Network Rail says infrastructure will get less reliable

16 comments
  1. By design as the Tories would love to cut up the entire network to sell to more people and funding is usually for London. I suspect for the price of HS2, a lot of old lines could haetbee reopened and HS2 still could happen.

  2. The only unreliable thing in Britain is our governments ability to make sound economic decisions.

    The railway system is not obsolete and is a vital part for commuters. It’s just needed investment for over a decade.

    “As a result, investment will need to be focused on areas that will “bring the highest economic and social benefits”, Network Rail said.”

    This section troubled me most – sounds like it should read “we will let poor communities fend for themselves”
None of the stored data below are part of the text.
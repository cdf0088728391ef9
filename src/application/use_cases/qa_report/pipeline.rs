use std::sync::Arc;
use std::time::Instant;

use super::prompts::build_stage_context;
use crate::domain::error::{AppError, Result};
use crate::domain::llm_config::LLMConfig;
use crate::domain::stage::{Stage, StageName, StageResult};
use crate::infrastructure::llm_clients::{CompletionRequest, LLMClient};

/// Runs a single stage: one bounded generation call, no retry.
pub struct StageExecutor {
    llm_client: Arc<dyn LLMClient + Send + Sync>,
    config: LLMConfig,
}

impl StageExecutor {
    pub fn new(llm_client: Arc<dyn LLMClient + Send + Sync>, config: LLMConfig) -> Self {
        Self { llm_client, config }
    }

    pub async fn run_stage(
        &self,
        stage: &Stage,
        project_name: &str,
        context: &str,
    ) -> Result<StageResult> {
        let instructions = stage.render_instructions(project_name);
        let request = CompletionRequest {
            persona: &stage.persona,
            instructions: &instructions,
            context,
            params: stage.params,
        };

        let started = Instant::now();
        let outcome = tokio::time::timeout(
            stage.timeout(),
            self.llm_client.complete(&self.config, &request),
        )
        .await;

        let raw_output = match outcome {
            Ok(Ok(text)) => text,
            Ok(Err(err)) => {
                return Err(AppError::StageFailed {
                    stage: stage.name.to_string(),
                    message: err.to_string(),
                })
            }
            Err(_) => {
                return Err(AppError::StageFailed {
                    stage: stage.name.to_string(),
                    message: format!("timed out after {}s", stage.params.timeout_secs),
                })
            }
        };

        Ok(StageResult {
            stage: stage.name,
            raw_output,
            produced_at: chrono::Utc::now(),
            elapsed_ms: started.elapsed().as_millis(),
        })
    }
}

/// Raw outputs of a completed run, in stage order.
#[derive(Debug, Clone)]
pub struct PipelineRun {
    pub results: Vec<StageResult>,
}

impl PipelineRun {
    pub fn result(&self, stage: StageName) -> Option<&StageResult> {
        self.results.iter().find(|result| result.stage == stage)
    }

    /// Raw output looked up by its exact stage name. Unknown or missing names
    /// are logged rather than silently skipped.
    pub fn raw_output(&self, name: &str) -> Option<&str> {
        let stage = match name.parse::<StageName>() {
            Ok(stage) => stage,
            Err(err) => {
                tracing::warn!(error = %err, "stage output requested under an unknown name");
                return None;
            }
        };
        let found = self.result(stage).map(|result| result.raw_output.as_str());
        if found.is_none() {
            tracing::warn!(stage = %stage, "no output recorded for stage");
        }
        found
    }
}

/// The ordered five-stage QA pipeline.
pub struct QaPipeline {
    stages: Arc<[Stage]>,
    executor: StageExecutor,
}

impl QaPipeline {
    /// Fails unless `stages` holds each stage name exactly once, in order.
    pub fn new(stages: Vec<Stage>, executor: StageExecutor) -> Result<Self> {
        let names: Vec<StageName> = stages.iter().map(|stage| stage.name).collect();
        if names != StageName::ALL {
            return Err(AppError::ValidationError(format!(
                "Pipeline stages must be {:?} in order, got {:?}",
                StageName::ALL.map(|name| name.as_str()),
                names.iter().map(|name| name.as_str()).collect::<Vec<_>>()
            )));
        }
        Ok(Self {
            stages: stages.into(),
            executor,
        })
    }

    pub fn stages(&self) -> &[Stage] {
        &self.stages
    }

    /// Runs every stage in order, each seeing the document plus all earlier
    /// outputs. The first failing stage aborts the run.
    pub async fn run(&self, project_name: &str, document_text: &str) -> Result<PipelineRun> {
        let mut results: Vec<StageResult> = Vec::with_capacity(self.stages.len());

        for stage in self.stages.iter() {
            let context = build_stage_context(document_text, &results);
            tracing::info!(
                stage = %stage.name,
                ordinal = stage.ordinal(),
                context_chars = context.len(),
                "running stage"
            );

            let result = self
                .executor
                .run_stage(stage, project_name, &context)
                .await
                .map_err(|err| {
                    tracing::error!(stage = %stage.name, error = %err, "stage failed; abandoning run");
                    err
                })?;

            tracing::info!(
                stage = %stage.name,
                elapsed_ms = result.elapsed_ms as u64,
                output_chars = result.raw_output.len(),
                "stage completed"
            );
            results.push(result);
        }

        Ok(PipelineRun { results })
    }
}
  3. I think they mean, “even less reliable”.

    Almost every weekend there are line closures, engineering works or other planned cancellations of train services in my area.

    Our services have lot so many more days to that than they have to strikes over the past year, but we’re meant to be angry at our fellow workers for the smaller number of strike days than we are at the government and the private companies for the number of days when there are “planned” cancelations!
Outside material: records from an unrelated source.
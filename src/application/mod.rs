pub mod use_cases;

pub use use_cases::qa_report::QaReportUseCase;
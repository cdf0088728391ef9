use serde_json::{Map, Value};

use super::literal::parse_literal;

/// Coerces a decoded value of unknown shape into "zero or more items".
///
/// Empty values (`null`, `""`, `[]`, `{}`) yield nothing, a mapping or a
/// string is wrapped, a sequence is returned as-is and any other scalar is
/// wrapped as its string form. Applying it twice changes nothing.
pub fn normalize_list(value: &Value) -> Vec<Value> {
    match value {
        Value::Null => Vec::new(),
        Value::String(text) if text.is_empty() => Vec::new(),
        Value::Array(items) => items.clone(),
        Value::Object(map) if map.is_empty() => Vec::new(),
        Value::Object(_) | Value::String(_) => vec![value.clone()],
        scalar => vec![Value::String(scalar.to_string())],
    }
}

/// One normalized element, viewed by what the report can do with it.
#[derive(Debug, Clone, PartialEq)]
pub enum Item {
    Mapping(Map<String, Value>),
    Scalar(String),
}

impl Item {
    pub fn from_value(value: Value) -> Self {
        match value {
            Value::Object(map) => Item::Mapping(map),
            other => Item::Scalar(render_value(&other)),
        }
    }

    /// A string field by key, empty when absent.
    pub fn field(&self, key: &str) -> String {
        match self {
            Item::Mapping(map) => map.get(key).map(render_value).unwrap_or_default(),
            Item::Scalar(_) => String::new(),
        }
    }
}

/// Renders any value as cell text: strings verbatim, `null` as empty and
/// everything else as compact JSON.
pub fn render_value(value: &Value) -> String {
    match value {
        Value::Null => String::new(),
        Value::String(text) => text.clone(),
        other => other.to_string(),
    }
}

/// Expands items that carry a whole JSON array inside a string.
///
/// A string starting with `[` is parsed as a sequence and its elements take
/// its place (one level only). Anything that cannot be expanded is kept as a
/// single item so the datum still reaches the report.
pub fn splice_encoded_lists(items: Vec<Value>) -> Vec<Item> {
    let mut out = Vec::with_capacity(items.len());
    for item in items {
        match item {
            Value::String(text) if text.trim_start().starts_with('[') => {
                match parse_encoded_list(text.trim()) {
                    Some(elements) => out.extend(elements.into_iter().map(Item::from_value)),
                    None => {
                        tracing::warn!("encoded list could not be parsed; keeping raw text");
                        out.push(Item::Scalar(text));
                    }
                }
            }
            other => out.push(Item::from_value(other)),
        }
    }
    out
}

fn parse_encoded_list(text: &str) -> Option<Vec<Value>> {
    let parsed = serde_json::from_str::<Value>(text)
        .ok()
        .or_else(|| parse_literal(text).ok())?;
    match parsed {
        Value::Array(elements) => Some(elements),
        _ => None,
    }
}

#[cfg(test)]
mod tests {
    use super::*;
    use serde_json::json;

    fn shapes() -> Vec<Value> {
        vec![
            Value::Null,
            json!(""),
            json!([]),
            json!({}),
            json!("just a plain sentence"),
            json!({"id": "TS1"}),
            json!([{"id": "TS1"}, "loose", 3]),
            json!(42),
            json!(true),
            json!([[1, 2]]),
        ]
    }

    #[test]
    fn test_normalize_list_shapes() {
        assert!(normalize_list(&Value::Null).is_empty());
        assert!(normalize_list(&json!("")).is_empty());
        assert!(normalize_list(&json!({})).is_empty());
        assert_eq!(normalize_list(&json!({"id": "TS1"})), vec![json!({"id": "TS1"})]);
        assert_eq!(
            normalize_list(&json!("just a plain sentence")),
            vec![json!("just a plain sentence")]
        );
        assert_eq!(normalize_list(&json!([1, "a"])), vec![json!(1), json!("a")]);
        assert_eq!(normalize_list(&json!(7.5)), vec![json!("7.5")]);
    }

    #[test]
    fn test_normalize_list_is_idempotent() {
        for shape in shapes() {
            let once = normalize_list(&shape);
            let twice = normalize_list(&Value::Array(once.clone()));
            assert_eq!(once, twice, "shape {}", shape);
        }
    }

    #[test]
    fn test_item_fields_render_as_strings() {
        let item = Item::from_value(json!({
            "id": 7,
            "scenario": "Lockout",
            "tags": ["auth", "otp"],
            "owner": null
        }));
        assert_eq!(item.field("id"), "7");
        assert_eq!(item.field("scenario"), "Lockout");
        assert_eq!(item.field("tags"), r#"["auth","otp"]"#);
        assert_eq!(item.field("owner"), "");
        assert_eq!(item.field("missing"), "");
    }

    #[test]
    fn test_scalar_item_has_no_fields() {
        let item = Item::from_value(json!("free text"));
        assert_eq!(item, Item::Scalar("free text".to_string()));
        assert_eq!(item.field("id"), "");
    }

    #[test]
    fn test_splice_expands_encoded_lists() {
        let items = vec![
            json!("[{'module': 'Login', 'description': 'Auth'}, {'module': 'OTP'}]"),
            json!({"module": "Reports"}),
        ];
        let spliced = splice_encoded_lists(items);
        assert_eq!(spliced.len(), 3);
        assert_eq!(spliced[0].field("module"), "Login");
        assert_eq!(spliced[1].field("module"), "OTP");
        assert_eq!(spliced[2].field("module"), "Reports");
    }

    #[test]
    fn test_splice_keeps_unparseable_and_plain_strings() {
        let items = vec![json!("[not a list"), json!("a remark")];
        let spliced = splice_encoded_lists(items);
        assert_eq!(
            spliced,
            vec![
                Item::Scalar("[not a list".to_string()),
                Item::Scalar("a remark".to_string())
            ]
        );
    }
}
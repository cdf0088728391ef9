use std::borrow::Cow;
use std::path::Path;

use rust_xlsxwriter::{Format, Workbook};

use crate::domain::error::Result;
use crate::domain::report::{Report, SheetKind};

/// Excel's per-cell text limit, in characters.
const MAX_CELL_CHARS: usize = 32_767;
const TRUNCATION_MARKER: &str = " [truncated]";

/// Writes a report as an `.xlsx` workbook, one worksheet per sheet, in
/// report order.
pub fn write_xlsx(report: &Report, path: &Path) -> Result<()> {
    let header_format = Format::new().set_bold();
    let cell_format = Format::new().set_text_wrap();

    let mut workbook = Workbook::new();
    for sheet in &report.sheets {
        let worksheet = workbook.add_worksheet();
        worksheet.set_name(sheet.title())?;

        for (col, header) in sheet.headers().iter().enumerate() {
            let col = col as u16;
            worksheet.write_string_with_format(0, col, *header, &header_format)?;
            worksheet.set_column_width(col, column_width(sheet.kind, header))?;
        }
        worksheet.set_freeze_panes(1, 0)?;

        for (index, row) in sheet.rows.iter().enumerate() {
            let row_number = index as u32 + 1;
            for (col, value) in row.iter().enumerate() {
                let text = fit_cell(value);
                if let Cow::Owned(_) = text {
                    tracing::warn!(
                        sheet = sheet.title(),
                        row = row_number,
                        column = col,
                        chars = value.chars().count(),
                        "cell text exceeds the Excel limit; truncating"
                    );
                }
                worksheet.write_string_with_format(row_number, col as u16, &*text, &cell_format)?;
            }
        }
    }

    workbook.save(path)?;
    tracing::info!(path = %path.display(), "report written");
    Ok(())
}

fn fit_cell(value: &str) -> Cow<'_, str> {
    if value.chars().count() <= MAX_CELL_CHARS {
        return value.into();
    }
    let keep = MAX_CELL_CHARS - TRUNCATION_MARKER.chars().count();
    let mut text: String = value.chars().take(keep).collect();
    text.push_str(TRUNCATION_MARKER);
    text.into()
}

fn column_width(kind: SheetKind, header: &str) -> f64 {
    match (kind, header) {
        (_, "ID") | (_, "Type") => 12.0,
        (SheetKind::BrdAnalysis, "Module") => 28.0,
        (_, "Steps") => 60.0,
        _ => 45.0,
    }
}
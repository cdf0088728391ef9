use std::path::PathBuf;
use std::sync::Arc;

use tracing_subscriber::EnvFilter;

use crate::application::use_cases::qa_report::assembler::ReportAssembler;
use crate::application::use_cases::qa_report::pipeline::QaPipeline;
use crate::application::use_cases::qa_report::prompts::default_stages;
use crate::application::use_cases::qa_report::steps::StepSegmenter;
use crate::application::use_cases::qa_report::{QaReportUseCase, StageExecutor};
use crate::domain::error::Result;
use crate::domain::report::ReportArtifact;
use crate::infrastructure::config::{load_config, PipelineConfig};
use crate::infrastructure::llm_clients::{LLMClient, RouterClient};
use crate::infrastructure::pdf::load_document;

/// One report request as given on the command line.
#[derive(Debug, Clone)]
pub struct RunOptions {
    pub pdf: PathBuf,
    pub project: Option<String>,
    pub config: Option<PathBuf>,
    pub output_dir: Option<PathBuf>,
}

pub fn init_tracing() {
    let filter = EnvFilter::try_from_default_env().unwrap_or_else(|_| EnvFilter::new("info"));
    let _ = tracing_subscriber::fmt()
        .with_env_filter(filter)
        .with_writer(std::io::stderr)
        .try_init();
}

pub fn build_use_case(
    config: PipelineConfig,
    llm_client: Arc<dyn LLMClient + Send + Sync>,
) -> Result<QaReportUseCase> {
    let stages = default_stages(config.generation, &config.stage_overrides);
    let executor = StageExecutor::new(llm_client, config.llm);
    let pipeline = QaPipeline::new(stages, executor)?;
    let assembler = ReportAssembler::new(StepSegmenter::with_verbs(&config.action_verbs)?);
    Ok(QaReportUseCase::new(pipeline, assembler, config.output_dir))
}

pub async fn run(options: RunOptions) -> Result<ReportArtifact> {
    let mut config = load_config(options.config.as_deref())?;
    if let Some(output_dir) = options.output_dir {
        config.output_dir = output_dir;
    }
    tracing::info!(
        provider = ?config.llm.provider,
        model = %config.llm.model,
        output_dir = %config.output_dir.display(),
        "configuration loaded"
    );

    let document = load_document(&options.pdf)?;
    let project = options
        .project
        .filter(|name| !name.trim().is_empty())
        .unwrap_or_else(|| document.name.clone());

    let llm_client: Arc<dyn LLMClient + Send + Sync> = Arc::new(RouterClient::new());
    let use_case = build_use_case(config, llm_client)?;
    use_case.generate(&project, &document).await
}
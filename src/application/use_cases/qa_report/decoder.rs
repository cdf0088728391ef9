use once_cell::sync::Lazy;
use regex::Regex;
use serde_json::Value;

use super::literal::parse_literal;
use crate::infrastructure::response::{clean_llm_response, preview_text};

/// First `[` through the last `]`, across newlines.
static BRACKETED_SEQUENCE: Lazy<Regex> = Lazy::new(|| Regex::new(r"(?s)\[.*\]").unwrap());

/// Best-effort decoding of a stage's raw output.
///
/// Tries, in order: strict JSON of the whole reply, a literal reading of the
/// whole reply, then the same two readings of the first bracketed sequence in
/// it. Every failure path ends in an empty sequence; this never errors.
///
/// The result is always an array or an object: a top-level `null` becomes an
/// empty array and a top-level scalar becomes a one-element array.
pub fn decode(text: &str) -> Value {
    let cleaned = clean_llm_response(text);
    if cleaned.is_empty() {
        return Value::Array(Vec::new());
    }

    if let Some(value) = parse_candidate(&cleaned) {
        return into_container(value);
    }

    if let Some(found) = BRACKETED_SEQUENCE.find(&cleaned) {
        if let Some(value) = parse_candidate(found.as_str()) {
            tracing::debug!(
                offset = found.start(),
                "decoded bracketed sequence embedded in prose"
            );
            return into_container(value);
        }
    }

    tracing::debug!(
        output = %preview_text(&cleaned, 200),
        "stage output is not structured; treating as empty"
    );
    Value::Array(Vec::new())
}

fn parse_candidate(candidate: &str) -> Option<Value> {
    serde_json::from_str::<Value>(candidate)
        .ok()
        .or_else(|| parse_literal(candidate).ok())
}

fn into_container(value: Value) -> Value {
    match value {
        Value::Null => Value::Array(Vec::new()),
        Value::Array(_) | Value::Object(_) => value,
        scalar => Value::Array(vec![scalar]),
    }
}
  4. It’s just following the fate of most enterprises sold off by the government to predominantly overseas interests. Now we shit in our rivers and trains that break down.

  5. They can’t get the workers, young(ish) people these days are too “busy” studying pointless degrees and having arguments about why pronouns matter.

    Scrap benefits!

  6. Given I’m currently 3 hours into a 2 hour journey, with another 30 minutes to go, travelling at an average speed of 18mph, I’m not sure the future tense is appropriate. The infrastructure *is* unreliable.
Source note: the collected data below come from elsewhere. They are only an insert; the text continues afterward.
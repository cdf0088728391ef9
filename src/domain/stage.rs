use crate::domain::error::AppError;
use crate::domain::llm_config::GenerationParams;
use serde::{Deserialize, Serialize};
use std::fmt;
use std::str::FromStr;
use std::time::Duration;

#[derive(Debug, Clone, Copy, PartialEq, Eq, Hash, PartialOrd, Ord, Serialize, Deserialize)]
#[serde(rename_all = "snake_case")]
pub enum StageName {
    BrdAnalysis,
    TestScenarios,
    DetailedTestcases,
    EdgeCaseReview,
    AutomationCandidates,
}

impl StageName {
    /// Pipeline order.
    pub const ALL: [StageName; 5] = [
        StageName::BrdAnalysis,
        StageName::TestScenarios,
        StageName::DetailedTestcases,
        StageName::EdgeCaseReview,
        StageName::AutomationCandidates,
    ];

    pub fn as_str(&self) -> &'static str {
        match self {
            StageName::BrdAnalysis => "brd_analysis",
            StageName::TestScenarios => "test_scenarios",
            StageName::DetailedTestcases => "detailed_testcases",
            StageName::EdgeCaseReview => "edge_case_review",
            StageName::AutomationCandidates => "automation_candidates",
        }
    }

    pub fn ordinal(&self) -> usize {
        match self {
            StageName::BrdAnalysis => 0,
            StageName::TestScenarios => 1,
            StageName::DetailedTestcases => 2,
            StageName::EdgeCaseReview => 3,
            StageName::AutomationCandidates => 4,
        }
    }
}

impl fmt::Display for StageName {
    fn fmt(&self, f: &mut fmt::Formatter<'_>) -> fmt::Result {
        f.write_str(self.as_str())
    }
}

/// Exact-match only. Near misses such as `edge_cases` are rejected.
impl FromStr for StageName {
    type Err = AppError;

    fn from_str(value: &str) -> Result<Self, Self::Err> {
        StageName::ALL
            .into_iter()
            .find(|name| name.as_str() == value)
            .ok_or_else(|| {
                AppError::ValidationError(format!(
                    "Unknown stage name '{}'; expected one of: {}",
                    value,
                    StageName::ALL.map(|name| name.as_str()).join(", ")
                ))
            })
    }
}

/// One pipeline step: a persona, its instruction template and its call limits.
#[derive(Debug, Clone, Serialize)]
pub struct Stage {
    pub name: StageName,
    pub persona: String,
    pub instructions: String,
    pub params: GenerationParams,
}

impl Stage {
    pub fn ordinal(&self) -> usize {
        self.name.ordinal()
    }

    pub fn render_instructions(&self, project_name: &str) -> String {
        self.instructions.replace("{project_name}", project_name)
    }

    pub fn timeout(&self) -> Duration {
        Duration::from_secs(self.params.timeout_secs)
    }
}

#[derive(Debug, Clone, Serialize)]
pub struct StageResult {
    pub stage: StageName,
    pub raw_output: String,
    pub produced_at: chrono::DateTime<chrono::Utc>,
    pub elapsed_ms: u128,
}

#[cfg(test)]
mod tests {
    use super::*;

    #[test]
    fn test_stage_names_parse_exactly() {
        for name in StageName::ALL {
            assert_eq!(name.as_str().parse::<StageName>().unwrap(), name);
        }
        assert!("edge_cases".parse::<StageName>().is_err());
        assert!("BRD_ANALYSIS".parse::<StageName>().is_err());
    }

    #[test]
    fn test_ordinals_follow_pipeline_order() {
        for (index, name) in StageName::ALL.iter().enumerate() {
            assert_eq!(name.ordinal(), index);
        }
    }

    #[test]
    fn test_render_instructions_interpolates_project() {
        let stage = Stage {
            name: StageName::BrdAnalysis,
            persona: "Lead QA".to_string(),
            instructions: "Analyse the BRD for {project_name}.".to_string(),
            params: GenerationParams::default(),
        };
        assert_eq!(
            stage.render_instructions("Banking Login"),
            "Analyse the BRD for Banking Login."
        );
    }
}
pub mod document;
pub mod error;
pub mod llm_config;
pub mod report;
pub mod stage;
  7. Our railways are still using Victorian infrastructure and companies are still using trains from the 60s and 70s while waiting for new trains to be delivered. We pioneered railways when they first came about but never got around to modernising the system, so now we have a crumbling service as decades of underinvestment takes root. It will now take billions of pounds and years of work to bring the network up to a mediocre standard, let alone one that is world-leading.